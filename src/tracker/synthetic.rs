//! Synthetic tracker: generates mouth geometry sweeping between smile and
//! frown, for demos and tests without a camera or a recording.

use crate::tracker::types::{FaceObservation, Point, TrackerEvent};
use crate::tracker::TrackerError;
use crossbeam_channel::{bounded, Receiver, Sender};
use rand::Rng;
use std::sync::atomic::{AtomicBool, Ordering};
use std::sync::Arc;
use std::thread;
use std::time::Duration;

/// Vertical offset amplitude in landmark units. A sweep of this size drives
/// the expression estimate across most of its range in both directions.
const SWEEP_AMPLITUDE: f64 = 4.0;

/// Mouth geometry anchor in a nominal 640x480 frame.
const CORNER_Y: f64 = 240.0;
const LEFT_CORNER_X: f64 = 200.0;
const RIGHT_CORNER_X: f64 = 280.0;
const LIP_X: f64 = 240.0;

pub struct SyntheticTracker {
    frame_interval: Duration,
    sweep_period: Duration,
    sender: Sender<TrackerEvent>,
    receiver: Receiver<TrackerEvent>,
    running: Arc<AtomicBool>,
    handle: Option<thread::JoinHandle<()>>,
}

impl SyntheticTracker {
    /// Create a synthetic tracker with the default 8 second sweep period.
    pub fn new(frame_interval: Duration) -> Self {
        Self::with_sweep_period(frame_interval, Duration::from_secs(8))
    }

    /// Create a synthetic tracker with a custom smile-to-frown sweep period.
    pub fn with_sweep_period(frame_interval: Duration, sweep_period: Duration) -> Self {
        let (sender, receiver) = bounded(256);
        Self {
            frame_interval,
            sweep_period,
            sender,
            receiver,
            running: Arc::new(AtomicBool::new(false)),
            handle: None,
        }
    }

    /// Start generating frames.
    pub fn start(&mut self) -> Result<(), TrackerError> {
        if self.running.load(Ordering::SeqCst) {
            return Err(TrackerError::AlreadyRunning);
        }
        self.running.store(true, Ordering::SeqCst);

        let sender = self.sender.clone();
        let running = self.running.clone();
        let interval = self.frame_interval;
        let period_secs = self.sweep_period.as_secs_f64();

        let _ = sender.send(TrackerEvent::Ready);

        self.handle = Some(thread::spawn(move || {
            let mut rng = rand::thread_rng();
            let mut elapsed = 0.0_f64;

            while running.load(Ordering::SeqCst) {
                let phase = elapsed / period_secs * std::f64::consts::TAU;
                let offset = SWEEP_AMPLITUDE * phase.sin();
                let jitter = rng.gen_range(-0.2..0.2);

                let face = mouth_geometry(offset + jitter);
                let _ = sender.send(TrackerEvent::Frame(vec![face]));

                thread::sleep(interval);
                elapsed += interval.as_secs_f64();
            }
        }));

        Ok(())
    }

    /// Stop generating frames and join the producer thread.
    pub fn stop(&mut self) {
        self.running.store(false, Ordering::SeqCst);
        if let Some(handle) = self.handle.take() {
            let _ = handle.join();
        }
    }

    pub fn is_running(&self) -> bool {
        self.running.load(Ordering::SeqCst)
    }

    /// Get the receiver for tracker events.
    pub fn receiver(&self) -> &Receiver<TrackerEvent> {
        &self.receiver
    }
}

impl Drop for SyntheticTracker {
    fn drop(&mut self) {
        self.stop();
    }
}

/// Build a face whose lip-center midpoint sits `offset` units below the
/// mouth-corner midpoint (negative = corners below lips = smile).
fn mouth_geometry(offset: f64) -> FaceObservation {
    FaceObservation::from_mouth(
        Point::new(LEFT_CORNER_X, CORNER_Y),
        Point::new(RIGHT_CORNER_X, CORNER_Y),
        Point::new(LIP_X, CORNER_Y + offset - 0.5),
        Point::new(LIP_X, CORNER_Y + offset + 0.5),
    )
}

#[cfg(test)]
mod tests {
    use super::*;
    use crate::core::expression;

    #[test]
    fn test_mouth_geometry_offset_sign() {
        let smile = expression::estimate(&mouth_geometry(-2.0)).expect("No estimate");
        let frown = expression::estimate(&mouth_geometry(2.0)).expect("No estimate");
        assert!(smile < 0.0);
        assert!(frown > 0.0);
    }

    #[test]
    fn test_synthetic_tracker_emits_faces() {
        let mut tracker = SyntheticTracker::new(Duration::from_millis(1));
        tracker.start().expect("Failed to start tracker");

        let first = tracker
            .receiver()
            .recv_timeout(Duration::from_secs(1))
            .expect("No event received");
        assert!(matches!(first, TrackerEvent::Ready));

        let second = tracker
            .receiver()
            .recv_timeout(Duration::from_secs(1))
            .expect("No frame received");
        match second {
            TrackerEvent::Frame(faces) => assert_eq!(faces.len(), 1),
            other => panic!("expected frame, got {other:?}"),
        }

        tracker.stop();
        assert!(!tracker.is_running());
    }

    #[test]
    fn test_double_start_is_rejected() {
        let mut tracker = SyntheticTracker::new(Duration::from_millis(50));
        tracker.start().expect("Failed to start tracker");
        assert!(matches!(tracker.start(), Err(TrackerError::AlreadyRunning)));
        tracker.stop();
    }
}
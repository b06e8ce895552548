//! Active feed buffer and the randomized posting scheduler.

use crate::core::store::Message;
use chrono::{DateTime, Utc};
use rand::Rng;
use serde::{Deserialize, Serialize};
use std::collections::VecDeque;
use std::time::{Duration, Instant};

/// Maximum number of entries the feed retains.
pub const FEED_CAPACITY: usize = 100;

/// Default bounds for the randomized posting interval.
pub const MIN_POST_INTERVAL: Duration = Duration::from_millis(500);
pub const MAX_POST_INTERVAL: Duration = Duration::from_millis(2500);

/// A message that has been posted to the feed.
#[derive(Debug, Clone, Serialize, Deserialize)]
pub struct PostedMessage {
    pub message: Message,
    pub posted_at: DateTime<Utc>,
}

/// Bounded, time-ordered buffer of currently displayed messages.
///
/// Appends at the tail and evicts the oldest entry once past capacity.
/// Eviction is strictly FIFO, never sentiment-based.
#[derive(Debug, Clone)]
pub struct ActiveFeed {
    entries: VecDeque<PostedMessage>,
    capacity: usize,
}

impl ActiveFeed {
    pub fn new() -> Self {
        Self::with_capacity(FEED_CAPACITY)
    }

    pub fn with_capacity(capacity: usize) -> Self {
        Self {
            entries: VecDeque::with_capacity(capacity),
            capacity,
        }
    }

    /// Append a message, evicting the oldest entry if over capacity.
    pub fn push(&mut self, message: Message) -> PostedMessage {
        let entry = PostedMessage {
            message,
            posted_at: Utc::now(),
        };
        self.entries.push_back(entry.clone());
        if self.entries.len() > self.capacity {
            self.entries.pop_front();
        }
        entry
    }

    pub fn len(&self) -> usize {
        self.entries.len()
    }

    pub fn is_empty(&self) -> bool {
        self.entries.is_empty()
    }

    /// Oldest to newest.
    pub fn iter(&self) -> impl Iterator<Item = &PostedMessage> {
        self.entries.iter()
    }

    /// Newest to oldest, the order the renderer stacks entries in.
    pub fn newest_first(&self) -> impl Iterator<Item = &PostedMessage> {
        self.entries.iter().rev()
    }
}

impl Default for ActiveFeed {
    fn default() -> Self {
        Self::new()
    }
}

/// Two-state posting timer: waiting until a deadline, posting when due.
///
/// The deadline is advisory wall-clock comparison only, checked once per
/// frame; it is not a scheduled task.
#[derive(Debug)]
pub struct FeedScheduler {
    min_interval: Duration,
    max_interval: Duration,
    deadline: Option<Instant>,
}

impl FeedScheduler {
    pub fn new() -> Self {
        Self::with_intervals(MIN_POST_INTERVAL, MAX_POST_INTERVAL)
    }

    pub fn with_intervals(min_interval: Duration, max_interval: Duration) -> Self {
        Self {
            min_interval,
            max_interval,
            deadline: None,
        }
    }

    pub fn is_armed(&self) -> bool {
        self.deadline.is_some()
    }

    /// Whether the stored deadline has passed. An unarmed scheduler is
    /// never due.
    pub fn due(&self, now: Instant) -> bool {
        self.deadline.map(|d| now > d).unwrap_or(false)
    }

    /// Draw a fresh deadline uniformly in `[min_interval, max_interval)`
    /// past `now`.
    pub fn arm<R: Rng>(&mut self, now: Instant, rng: &mut R) {
        let min_ms = self.min_interval.as_millis() as u64;
        let max_ms = self.max_interval.as_millis() as u64;
        let delay_ms = if max_ms > min_ms {
            rng.gen_range(min_ms..max_ms)
        } else {
            min_ms
        };
        self.deadline = Some(now + Duration::from_millis(delay_ms));
    }

    pub fn deadline(&self) -> Option<Instant> {
        self.deadline
    }
}

impl Default for FeedScheduler {
    fn default() -> Self {
        Self::new()
    }
}

#[cfg(test)]
mod tests {
    use super::*;
    use rand::rngs::StdRng;
    use rand::SeedableRng;

    fn message(n: usize) -> Message {
        Message {
            text: format!("message {n}"),
            sentiment: 0.0,
        }
    }

    #[test]
    fn test_feed_evicts_oldest_past_capacity() {
        let mut feed = ActiveFeed::new();
        for n in 1..=101 {
            feed.push(message(n));
        }

        assert_eq!(feed.len(), FEED_CAPACITY);
        let texts: Vec<&str> = feed.iter().map(|p| p.message.text.as_str()).collect();
        assert_eq!(texts[0], "message 2");
        assert_eq!(texts[99], "message 101");
    }

    #[test]
    fn test_newest_first_order() {
        let mut feed = ActiveFeed::new();
        feed.push(message(1));
        feed.push(message(2));

        let mut newest = feed.newest_first();
        assert_eq!(newest.next().unwrap().message.text, "message 2");
        assert_eq!(newest.next().unwrap().message.text, "message 1");
    }

    #[test]
    fn test_scheduler_samples_within_bounds() {
        let mut scheduler = FeedScheduler::new();
        let mut rng = StdRng::seed_from_u64(7);
        let now = Instant::now();

        for _ in 0..500 {
            scheduler.arm(now, &mut rng);
            let delay = scheduler.deadline().unwrap() - now;
            assert!(delay >= MIN_POST_INTERVAL);
            assert!(delay < MAX_POST_INTERVAL);
        }
    }

    #[test]
    fn test_scheduler_due_is_strict() {
        let mut scheduler = FeedScheduler::with_intervals(
            Duration::from_millis(100),
            Duration::from_millis(101),
        );
        let mut rng = StdRng::seed_from_u64(7);
        let now = Instant::now();
        scheduler.arm(now, &mut rng);

        let deadline = scheduler.deadline().unwrap();
        assert!(!scheduler.due(now));
        assert!(!scheduler.due(deadline));
        assert!(scheduler.due(deadline + Duration::from_millis(1)));
    }

    #[test]
    fn test_unarmed_scheduler_is_not_due() {
        let scheduler = FeedScheduler::new();
        assert!(!scheduler.is_armed());
        assert!(!scheduler.due(Instant::now()));
    }
}
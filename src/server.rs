//! HTTP server for receiving landmark observations from a browser tracker.
//!
//! This module provides an HTTP server that:
//! - Accepts landmark frames from a browser face-mesh page via POST /observe
//! - Runs one frame of the session pipeline per feed poll
//! - Serves the rendered feed via GET /feed
//!
//! # Architecture
//!
//! ```text
//! Browser face mesh ──→ POST /observe ──→ moodfeed session ──→ GET /feed
//!                                              ↓
//!                                     [expression → window → post]
//! ```
//!
//! The consumer polls `/feed` at its display cadence; each poll is one tick
//! of the update loop, which keeps the posting timer's once-per-render-frame
//! semantics.

use crate::config::Config;
use crate::core::render::{RenderedEntry, Viewport};
use crate::core::sentiment::SentimentWindow;
use crate::core::session::{FeedSession, Lifecycle, TrackingState};
use crate::core::store::MessageStore;
use crate::tracker::types::{FaceObservation, RecordedFace, TrackerEvent};
use axum::{
    extract::{Query, State},
    http::StatusCode,
    routing::{get, post},
    Json, Router,
};
use serde::{Deserialize, Serialize};
use std::net::SocketAddr;
use std::sync::Arc;
use std::time::Instant;
use tokio::net::TcpListener;
use tokio::sync::RwLock;
use tower_http::cors::{Any, CorsLayer};

/// Server configuration
#[derive(Debug, Clone)]
pub struct ServerConfig {
    /// Port to bind to (0 for random)
    pub port: u16,
    /// Engine configuration for the hosted session
    pub config: Config,
}

impl ServerConfig {
    /// Create a new server configuration
    pub fn new(port: u16, config: Config) -> Self {
        Self { port, config }
    }
}

/// Shared server state
pub struct ServerState {
    /// The hosted feed session
    session: RwLock<FeedSession>,
}

impl ServerState {
    /// Create new server state
    pub fn new(config: &ServerConfig) -> Result<Self, crate::core::StoreError> {
        let store = match &config.config.messages_path {
            Some(path) => MessageStore::load(path)?,
            None => MessageStore::builtin(),
        };

        Ok(Self {
            session: RwLock::new(FeedSession::new(store, &config.config)),
        })
    }
}

/// Landmark frame from the browser tracker
#[derive(Debug, Clone, Deserialize)]
pub struct ObserveRequest {
    pub faces: Vec<RecordedFace>,
}

/// Response from the observe endpoint
#[derive(Debug, Clone, Serialize)]
pub struct ObserveResponse {
    pub status: String,
    pub faces: usize,
}

/// Rendered feed for one viewport
#[derive(Debug, Clone, Serialize)]
pub struct FeedResponse {
    pub tracking: TrackingState,
    pub window: Option<SentimentWindow>,
    pub candidates: usize,
    pub feed_len: usize,
    pub entries: Vec<RenderedEntry>,
}

/// Viewport query for the feed endpoint
#[derive(Debug, Clone, Deserialize)]
pub struct FeedQuery {
    #[serde(default = "default_width")]
    pub width: f64,
    #[serde(default = "default_height")]
    pub height: f64,
}

fn default_width() -> f64 {
    1280.0
}

fn default_height() -> f64 {
    720.0
}

/// Health check response
#[derive(Serialize)]
pub struct HealthResponse {
    pub status: String,
    pub version: String,
}

/// Error response
#[derive(Serialize)]
pub struct ErrorResponse {
    pub error: String,
    pub code: String,
}

/// GET /health
async fn health() -> Json<HealthResponse> {
    Json(HealthResponse {
        status: "ok".to_string(),
        version: env!("CARGO_PKG_VERSION").to_string(),
    })
}

/// POST /observe
///
/// Accepts one landmark frame. The first frame doubles as the readiness
/// signal from the external model.
async fn observe(
    State(state): State<Arc<ServerState>>,
    Json(request): Json<ObserveRequest>,
) -> Result<Json<ObserveResponse>, (StatusCode, Json<ErrorResponse>)> {
    let faces: Vec<FaceObservation> = request.faces.into_iter().map(Into::into).collect();
    let count = faces.len();

    let mut session = state.session.write().await;
    if session.lifecycle() == Lifecycle::Uninitialized {
        session.observe(TrackerEvent::Ready);
    }
    session.observe(TrackerEvent::Frame(faces));

    Ok(Json(ObserveResponse {
        status: "ok".to_string(),
        faces: count,
    }))
}

/// GET /feed
///
/// Runs one tick of the update loop and returns the laid-out feed for the
/// requested viewport.
async fn feed(
    State(state): State<Arc<ServerState>>,
    Query(query): Query<FeedQuery>,
) -> Json<FeedResponse> {
    let viewport = Viewport::new(query.width, query.height);

    let mut session = state.session.write().await;
    let report = session.tick(Instant::now());
    if let Some(posted) = &report.posted {
        tracing::debug!(
            sentiment = posted.message.sentiment,
            "posted: {}",
            posted.message.text
        );
    }

    Json(FeedResponse {
        tracking: report.tracking,
        window: report.window,
        candidates: report.candidates,
        feed_len: session.feed().len(),
        entries: session.layout(viewport),
    })
}

/// Run the HTTP server
pub async fn run(
    config: ServerConfig,
) -> anyhow::Result<(SocketAddr, tokio::sync::oneshot::Sender<()>)> {
    let state = Arc::new(ServerState::new(&config)?);

    let app = Router::new()
        .route("/health", get(health))
        .route("/observe", post(observe))
        .route("/feed", get(feed))
        .layer(
            CorsLayer::new()
                .allow_origin(Any)
                .allow_methods(Any)
                .allow_headers(Any),
        )
        .with_state(state);

    let addr = SocketAddr::from(([127, 0, 0, 1], config.port));
    let listener = TcpListener::bind(addr).await?;
    let actual_addr = listener.local_addr()?;

    tracing::info!("Moodfeed server listening on http://{}", actual_addr);

    let (shutdown_tx, shutdown_rx) = tokio::sync::oneshot::channel::<()>();

    tokio::spawn(async move {
        if let Err(e) = axum::serve(listener, app)
            .with_graceful_shutdown(async {
                let _ = shutdown_rx.await;
                tracing::info!("Server shutdown signal received");
            })
            .await
        {
            tracing::error!("Server error: {}", e);
        }
    });

    Ok((actual_addr, shutdown_tx))
}
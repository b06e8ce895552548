//! Read-only feed layout: bottom-up stacking, fade, and sentiment hue.
//!
//! Layout is pure computation over the active feed and the current viewport.
//! Viewport dimensions are an input to every pass and are never cached, so
//! resizing takes effect on the next frame.

use crate::core::feed::ActiveFeed;
use serde::{Deserialize, Serialize};

/// Viewport dimensions, read fresh for every layout pass.
#[derive(Debug, Clone, Copy, PartialEq, Serialize, Deserialize)]
pub struct Viewport {
    pub width: f64,
    pub height: f64,
}

impl Viewport {
    pub fn new(width: f64, height: f64) -> Self {
        Self { width, height }
    }

    /// Entries whose slot rises above this line are not drawn.
    pub fn chat_top(&self) -> f64 {
        self.height / 2.5
    }

    /// Entries below this line are fully opaque.
    pub fn fade_start(&self) -> f64 {
        self.height * 0.7
    }
}

/// Static layout constants for the feed column.
#[derive(Debug, Clone, Copy, Serialize, Deserialize)]
pub struct FeedLayout {
    pub padding_x: f64,
    pub padding_bottom: f64,
    /// Height reserved at the bottom for the (decorative) input row.
    pub input_height: f64,
    pub box_height: f64,
    pub box_margin: f64,
    /// Feed column width as a fraction of the viewport width.
    pub chat_width_ratio: f64,
}

impl Default for FeedLayout {
    fn default() -> Self {
        Self {
            padding_x: 50.0,
            padding_bottom: 30.0,
            input_height: 50.0,
            box_height: 40.0,
            box_margin: 2.0,
            chat_width_ratio: 0.85,
        }
    }
}

/// One laid-out feed entry ready for drawing.
#[derive(Debug, Clone, Serialize, Deserialize)]
pub struct RenderedEntry {
    pub text: String,
    pub sentiment: f64,
    pub x: f64,
    /// Top of the entry's box.
    pub y: f64,
    pub max_width: f64,
    pub opacity: f64,
    /// Outline hue in degrees; fill is white at the same opacity.
    pub hue: f64,
}

/// Map a sentiment in [-1, 1] onto the red-to-green hue range [0, 120].
pub fn sentiment_hue(sentiment: f64) -> f64 {
    (sentiment + 1.0) / 2.0 * 120.0
}

/// Linear fade: fully opaque at or below `fade_start`, transparent at
/// `chat_top`, clamped outside the band.
pub fn fade_opacity(y: f64, fade_start: f64, chat_top: f64) -> f64 {
    if y >= fade_start {
        return 1.0;
    }
    ((y - chat_top) / (fade_start - chat_top)).clamp(0.0, 1.0)
}

/// Lay out the feed newest-first, stacking upward from the bottom baseline.
///
/// Iteration stops once the cursor crosses the chat-top threshold, so the
/// full buffer is never walked when most of it is off screen. The entry
/// straddling the threshold is still emitted.
pub fn layout_feed(feed: &ActiveFeed, viewport: Viewport, layout: &FeedLayout) -> Vec<RenderedEntry> {
    let slot_height = layout.box_height + layout.box_margin;
    let chat_top = viewport.chat_top();
    let fade_start = viewport.fade_start();
    let chat_width = viewport.width * layout.chat_width_ratio;

    let mut y = viewport.height - layout.padding_bottom - layout.input_height - slot_height;
    let mut entries = Vec::new();

    for posted in feed.newest_first() {
        entries.push(RenderedEntry {
            text: posted.message.text.clone(),
            sentiment: posted.message.sentiment,
            x: layout.padding_x,
            y,
            max_width: chat_width - layout.padding_x * 2.0,
            opacity: fade_opacity(y, fade_start, chat_top),
            hue: sentiment_hue(posted.message.sentiment),
        });

        y -= slot_height;
        if y < chat_top {
            break;
        }
    }

    entries
}

#[cfg(test)]
mod tests {
    use super::*;
    use crate::core::store::Message;

    fn feed_of(count: usize) -> ActiveFeed {
        let mut feed = ActiveFeed::new();
        for n in 0..count {
            feed.push(Message {
                text: format!("message {n}"),
                sentiment: 0.0,
            });
        }
        feed
    }

    #[test]
    fn test_fade_interpolation() {
        assert_eq!(fade_opacity(700.0, 700.0, 300.0), 1.0);
        assert_eq!(fade_opacity(500.0, 700.0, 300.0), 0.5);
        assert_eq!(fade_opacity(300.0, 700.0, 300.0), 0.0);
        // Clamped outside the band.
        assert_eq!(fade_opacity(900.0, 700.0, 300.0), 1.0);
        assert_eq!(fade_opacity(100.0, 700.0, 300.0), 0.0);
    }

    #[test]
    fn test_hue_mapping() {
        assert_eq!(sentiment_hue(-1.0), 0.0);
        assert_eq!(sentiment_hue(0.0), 60.0);
        assert_eq!(sentiment_hue(1.0), 120.0);
    }

    #[test]
    fn test_entries_stack_upward_from_baseline() {
        let viewport = Viewport::new(1280.0, 1000.0);
        let layout = FeedLayout::default();
        let entries = layout_feed(&feed_of(3), viewport, &layout);

        // baseline = 1000 - 30 - 50 - 42
        assert_eq!(entries[0].y, 878.0);
        assert_eq!(entries[1].y, 836.0);
        assert_eq!(entries[2].y, 794.0);
        // Newest entry first.
        assert_eq!(entries[0].text, "message 2");
    }

    #[test]
    fn test_iteration_breaks_above_chat_top() {
        let viewport = Viewport::new(1280.0, 1000.0);
        let layout = FeedLayout::default();
        let entries = layout_feed(&feed_of(100), viewport, &layout);

        // chat_top = 400; baseline 878; 42 per slot. The cursor crosses
        // 400 after a dozen entries, far short of the full buffer.
        assert!(entries.len() < 20);
        let last = entries.last().unwrap();
        assert!(last.y >= viewport.chat_top() - layout.box_height);
    }

    #[test]
    fn test_empty_feed_lays_out_nothing() {
        let viewport = Viewport::new(1280.0, 720.0);
        let entries = layout_feed(&ActiveFeed::new(), viewport, &FeedLayout::default());
        assert!(entries.is_empty());
    }
}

Work to complete
Up to and including the line containing "let _ = sender.send(TrackerEvent::Ready);", please write out the listing exactly, starting from its first line.

Solution to this problem
filename src/tracker/synthetic.rs
//! Synthetic tracker: generates mouth geometry sweeping between smile and
//! frown, for demos and tests without a camera or a recording.

use crate::tracker::types::{FaceObservation, Point, TrackerEvent};
use crate::tracker::TrackerError;
use crossbeam_channel::{bounded, Receiver, Sender};
use rand::Rng;
use std::sync::atomic::{AtomicBool, Ordering};
use std::sync::Arc;
use std::thread;
use std::time::Duration;

/// Vertical offset amplitude in landmark units. A sweep of this size drives
/// the expression estimate across most of its range in both directions.
const SWEEP_AMPLITUDE: f64 = 4.0;

/// Mouth geometry anchor in a nominal 640x480 frame.
const CORNER_Y: f64 = 240.0;
const LEFT_CORNER_X: f64 = 200.0;
const RIGHT_CORNER_X: f64 = 280.0;
const LIP_X: f64 = 240.0;

pub struct SyntheticTracker {
    frame_interval: Duration,
    sweep_period: Duration,
    sender: Sender<TrackerEvent>,
    receiver: Receiver<TrackerEvent>,
    running: Arc<AtomicBool>,
    handle: Option<thread::JoinHandle<()>>,
}

impl SyntheticTracker {
    /// Create a synthetic tracker with the default 8 second sweep period.
    pub fn new(frame_interval: Duration) -> Self {
        Self::with_sweep_period(frame_interval, Duration::from_secs(8))
    }

    /// Create a synthetic tracker with a custom smile-to-frown sweep period.
    pub fn with_sweep_period(frame_interval: Duration, sweep_period: Duration) -> Self {
        let (sender, receiver) = bounded(256);
        Self {
            frame_interval,
            sweep_period,
            sender,
            receiver,
            running: Arc::new(AtomicBool::new(false)),
            handle: None,
        }
    }

    /// Start generating frames.
    pub fn start(&mut self) -> Result<(), TrackerError> {
        if self.running.load(Ordering::SeqCst) {
            return Err(TrackerError::AlreadyRunning);
        }
        self.running.store(true, Ordering::SeqCst);

        let sender = self.sender.clone();
        let running = self.running.clone();
        let interval = self.frame_interval;
        let period_secs = self.sweep_period.as_secs_f64();

        let _ = sender.send(TrackerEvent::Ready);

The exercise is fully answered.